Graft plasmacytoid dendritic cells improve thymic function in allogeneic hematopoietic cell transplantation

Abstract

Abstract Allogeneic hematopoietic stem cell transplantation(allo-HSCT) is a well established cure for a variety of hematologic diseases. However, graft-versus-host disease(GVHD) remain the primary obstacles to successful transplant. GVHD results from donor T-cell recognition of a genetically disparate recipient. Thymus has been recognized as a recipient tissue that can be severely damaged by GVHD. Plasmacytoid dendritic cells(pDCs) is a distinct subset of DC, which have both immunogenic and tolerogenic effect in allo-HSCT, licensed by the microenvironment to respond to the milieu in which they migrate. Impaired thymic DC has been the major causation of dysfunctional thymic negative selection, thus generating allo-reactive T cells and GVHD. To further demonstrate pDCs from the graft are migrating to thymus to protecting host from GVHD. We transplanted B10.BR mouse with pDCs from MHC mismatched GFP-labeled C57/B6 mouse, along with hematopoietic stem cells and T-cells from normal C57/B6 mouse.
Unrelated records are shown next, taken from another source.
pub mod anthropic;
pub mod canonical;
pub mod gemini;
pub mod mapping;
pub mod openai_chat;

use crate::error::CanonicalError;
use crate::stream::SseEvent;

use canonical::Delta;

/// Turns one upstream SSE event into at most one validated [`Delta`].
///
/// Decoders own whatever per-stream state their dialect needs (open block
/// kinds, running usage). `Ok(None)` means the event carried nothing the
/// normalizer cares about: keep-alives, bookkeeping frames, `[DONE]`.
pub trait DeltaDecoder: Send {
    /// # Errors
    ///
    /// Returns [`CanonicalError::Upstream`] when the upstream reports an error
    /// in-band.
    fn decode(&mut self, event: &SseEvent) -> Result<Option<Delta>, CanonicalError>;
}

/// Parse a JSON frame body, logging and skipping frames that do not parse.
pub(crate) fn parse_frame<T: serde::de::DeserializeOwned>(
    dialect: &'static str,
    data: &str,
) -> Option<T> {
    match serde_json::from_str(data) {
        Ok(value) => Some(value),
        Err(err) => {
            tracing::debug!(dialect, error = %err, "skipping unparseable stream frame");
            None
        }
    }
}

/// Drop an all-empty delta so it never reaches the normalizer.
pub(crate) fn non_empty(delta: Delta) -> Option<Delta> {
    (!delta.is_empty()).then_some(delta)
}
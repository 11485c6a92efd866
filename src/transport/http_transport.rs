use std::time::Duration;

use rustc_hash::FxHashMap;

use crate::config::TransportConfig;
use crate::error::CanonicalError;

use super::retry_policy::{
    is_retriable_status, is_retriable_transport_message, status_retry_delay,
    transport_retry_delay,
};

fn build_reqwest_client(
    config: &TransportConfig,
    proxy_url: Option<&str>,
) -> Result<reqwest::Client, CanonicalError> {
    let pool_idle_timeout = if config.http_pool_idle_timeout_secs == 0 {
        None
    } else {
        Some(Duration::from_secs(config.http_pool_idle_timeout_secs))
    };

    let mut builder = reqwest::Client::builder()
        .pool_max_idle_per_host(config.http_pool_max_idle_per_host)
        .pool_idle_timeout(pool_idle_timeout)
        .tcp_nodelay(true)
        .connect_timeout(Duration::from_secs(config.connect_timeout))
        .redirect(reqwest::redirect::Policy::none())
        .timeout(Duration::from_secs(config.timeout));

    if let Some(proxy_url) = proxy_url {
        let proxy = reqwest::Proxy::all(proxy_url)
            .map_err(|err| CanonicalError::Transport(format!("Invalid proxy URL: {err}")))?;
        builder = builder.no_proxy().proxy(proxy);
    } else if !config.http_use_env_proxy {
        builder = builder.no_proxy();
    }

    builder
        .build()
        .map_err(|err| CanonicalError::Transport(format!("Failed to build HTTP client: {err}")))
}

/// Pooled HTTP client for upstream streaming requests.
pub struct HttpTransport {
    base_client: reqwest::Client,
    proxy_clients: FxHashMap<String, reqwest::Client>,
    retry_max_attempts: u32,
}

impl HttpTransport {
    /// Create a transport with connection pooling and timeouts from `config`.
    #[must_use]
    pub fn new(config: &TransportConfig) -> Self {
        Self::with_proxies(config, std::iter::empty::<&str>())
    }

    /// Create a transport and eagerly build one client per proxy URL.
    #[must_use]
    pub fn with_proxies<I, S>(config: &TransportConfig, proxy_urls: I) -> Self
    where
        I: IntoIterator<Item = S>,
        S: AsRef<str>,
    {
        let base_client = match build_reqwest_client(config, None) {
            Ok(client) => client,
            Err(err) => {
                tracing::error!(
                    error = %err,
                    "failed to build configured reqwest client, falling back to default client"
                );
                reqwest::Client::new()
            }
        };

        let mut proxy_clients = FxHashMap::default();
        for proxy_url in proxy_urls {
            let proxy_url = proxy_url.as_ref();
            if proxy_url.is_empty() || proxy_clients.contains_key(proxy_url) {
                continue;
            }
            match build_reqwest_client(config, Some(proxy_url)) {
                Ok(client) => {
                    proxy_clients.insert(proxy_url.to_owned(), client);
                }
                Err(err) => {
                    tracing::error!(
                        proxy_url,
                        error = %err,
                        "failed to build proxy HTTP client, requests will go direct"
                    );
                }
            }
        }

        Self {
            base_client,
            proxy_clients,
            retry_max_attempts: config.retry_max_attempts,
        }
    }

    fn client_for(&self, proxy_url: Option<&str>) -> &reqwest::Client {
        proxy_url
            .and_then(|proxy_url| self.proxy_clients.get(proxy_url))
            .unwrap_or(&self.base_client)
    }

    /// POST a streaming request and return the response once headers arrive.
    ///
    /// Retriable statuses (429/503/529) and retriable transport failures are
    /// retried before any body byte is consumed. The final response is
    /// returned whatever its status; callers map non-2xx themselves.
    ///
    /// # Errors
    ///
    /// Returns [`CanonicalError::Transport`] when the URL is invalid, or when
    /// request execution fails and retries are exhausted.
    pub async fn send_stream(
        &self,
        url: &str,
        headers: &http::HeaderMap,
        body: bytes::Bytes,
        proxy_url: Option<&str>,
    ) -> Result<reqwest::Response, CanonicalError> {
        let url = url::Url::parse(url)
            .map_err(|e| CanonicalError::Transport(format!("Invalid upstream URL: {e}")))?;
        let client = self.client_for(proxy_url);

        let mut attempt = 0;
        loop {
            let mut request = reqwest::Request::new(http::Method::POST, url.clone());
            *request.headers_mut() = headers.clone();
            *request.body_mut() = Some(reqwest::Body::from(body.clone()));

            match client.execute(request).await {
                Ok(response) => {
                    if attempt < self.retry_max_attempts && is_retriable_status(response.status())
                    {
                        let delay = status_retry_delay(response.headers(), attempt);
                        tracing::debug!(
                            status = response.status().as_u16(),
                            retry_attempt = attempt + 1,
                            delay_ms = delay.as_millis(),
                            "retrying upstream request after retriable status"
                        );
                        drop(response);
                        tokio::time::sleep(delay).await;
                        attempt += 1;
                        continue;
                    }
                    return Ok(response);
                }
                Err(err) => {
                    let message = err.to_string();
                    if attempt >= self.retry_max_attempts
                        || !is_retriable_transport_message(&message)
                    {
                        tracing::warn!(
                            error = %message,
                            attempts = attempt + 1,
                            "upstream request failed"
                        );
                        return Err(CanonicalError::Transport(message));
                    }

                    let delay = transport_retry_delay(&message, attempt);
                    tracing::debug!(
                        retry_attempt = attempt + 1,
                        delay_ms = delay.as_millis(),
                        error = %message,
                        "retrying upstream request after transport error"
                    );
                    tokio::time::sleep(delay).await;
                    attempt += 1;
                }
            }
        }
    }
}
The results from the confocal imaging suggest that pDCs are migrating to thymus 14 days after allo-HSCT. CCR9 expression is important for pDCs migrating to thymus. We transplated mice with either wild type pDCs or CCR9 knock out pDCs. Survival rate is significantly lower in group transplanted with CCR9-knockout pDCs suggesting thymus is a critical place for pDCs to induce tolerogenic response. We also tranplanted wild tipe pDCs with thymectomized host and normal host. Thymectomy group have better survival rate compared to non-thymectomized group, further confirming the association between pDCs and thymus. Improved thymic function post transplant with pDCs from the graft may have a potential to decrease GVHD.